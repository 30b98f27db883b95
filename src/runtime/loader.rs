//! Manifest fetching, memoization, and lookup.
//!
//! The manifest is optional by design: a site that never ran the build tool
//! must keep working untouched. Everything here is therefore fail-open —
//! network failures, non-success statuses, and malformed payloads all come
//! back as `None`, and the caller keeps the original image sources. No error
//! type crosses this API.
//!
//! Fetching happens at most once per loader lifetime. The result (including
//! a failed result) is memoized in a [`OnceLock`]: concurrent first callers
//! block on a single in-flight fetch, later callers get the cached handle,
//! and nothing ever invalidates or refreshes it. There is deliberately no
//! timeout beyond the transport's own — a hung request just means affected
//! images keep their unoptimized sources.

use crate::manifest::{ManifestEntry, ManifestImages, parse_runtime_payload};
use crate::normalize::{encode_asset_path, normalize_source};
use serde_json::Value;
use std::sync::{Arc, OnceLock};
use thiserror::Error;

/// Site-relative location the build stage publishes the manifest to.
pub const DEFAULT_MANIFEST_PATH: &str = "assets/images/optimized/manifest.json";

#[derive(Debug, Error)]
#[error("{0}")]
pub struct TransportError(pub String);

/// Raw result of one manifest GET.
#[derive(Debug, Clone)]
pub struct TransportResponse {
    pub status: u16,
    pub body: Vec<u8>,
}

impl TransportResponse {
    pub fn is_success(&self) -> bool {
        (200..300).contains(&self.status)
    }
}

/// The seam between the loader and the network.
///
/// `Err` means the transport itself failed (unreachable host, refused
/// connection); an HTTP error status is a successful fetch with a
/// non-success code. The loader treats both the same way.
pub trait ManifestTransport: Sync {
    fn fetch(&self, url: &str) -> Result<TransportResponse, TransportError>;
}

/// HTTP transport via reqwest's blocking client.
pub struct HttpTransport {
    client: reqwest::blocking::Client,
}

impl HttpTransport {
    pub fn new() -> Self {
        Self {
            client: reqwest::blocking::Client::new(),
        }
    }
}

impl Default for HttpTransport {
    fn default() -> Self {
        Self::new()
    }
}

impl ManifestTransport for HttpTransport {
    fn fetch(&self, url: &str) -> Result<TransportResponse, TransportError> {
        let response = self
            .client
            .get(url)
            .send()
            .map_err(|e| TransportError(e.to_string()))?;
        let status = response.status().as_u16();
        let body = response
            .bytes()
            .map_err(|e| TransportError(e.to_string()))?
            .to_vec();
        Ok(TransportResponse { status, body })
    }
}

/// Fetch-once accessor for the manifest lookup table.
///
/// One loader per page/process lifetime; the memoized handle is shared by
/// every caller via `Arc`.
pub struct ManifestLoader<T: ManifestTransport> {
    transport: T,
    url: String,
    cell: OnceLock<Option<Arc<ManifestImages>>>,
}

impl<T: ManifestTransport> ManifestLoader<T> {
    pub fn new(transport: T, url: impl Into<String>) -> Self {
        Self {
            transport,
            url: url.into(),
            cell: OnceLock::new(),
        }
    }

    /// The parsed lookup table, fetching on first call.
    ///
    /// `None` means "optimization unavailable" — absent file, bad status,
    /// unparseable payload, or wrong shape — and is itself memoized, so a
    /// missing manifest costs exactly one request per page load.
    pub fn images(&self) -> Option<Arc<ManifestImages>> {
        self.cell.get_or_init(|| self.fetch_images()).clone()
    }

    fn fetch_images(&self) -> Option<Arc<ManifestImages>> {
        let response = self.transport.fetch(&self.url).ok()?;
        if !response.is_success() {
            return None;
        }
        let payload: Value = serde_json::from_slice(&response.body).ok()?;
        parse_runtime_payload(&payload).map(Arc::new)
    }
}

/// Look up the manifest entry for an arbitrary source string.
///
/// Tries the normalized (decoded) key first, then its URI-encoded form —
/// manifests may store either spelling depending on how the source path was
/// recorded. A miss is not an error; the caller keeps the original markup.
pub fn resolve_entry<'a>(images: &'a ManifestImages, source: &str) -> Option<&'a ManifestEntry> {
    let key = normalize_source(source);
    if key.is_empty() {
        return None;
    }
    if let Some(entry) = images.get(&key) {
        return Some(entry);
    }
    let encoded = encode_asset_path(&key);
    if encoded != key { images.get(&encoded) } else { None }
}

What you have to do: Take the line that contains "return Some(entry);" and every line after it through the end of the listing above, and repeat them exactly.

Result of the task:
        return Some(entry);
    }
    let encoded = encode_asset_path(&key);
    if encoded != key { images.get(&encoded) } else { None }
}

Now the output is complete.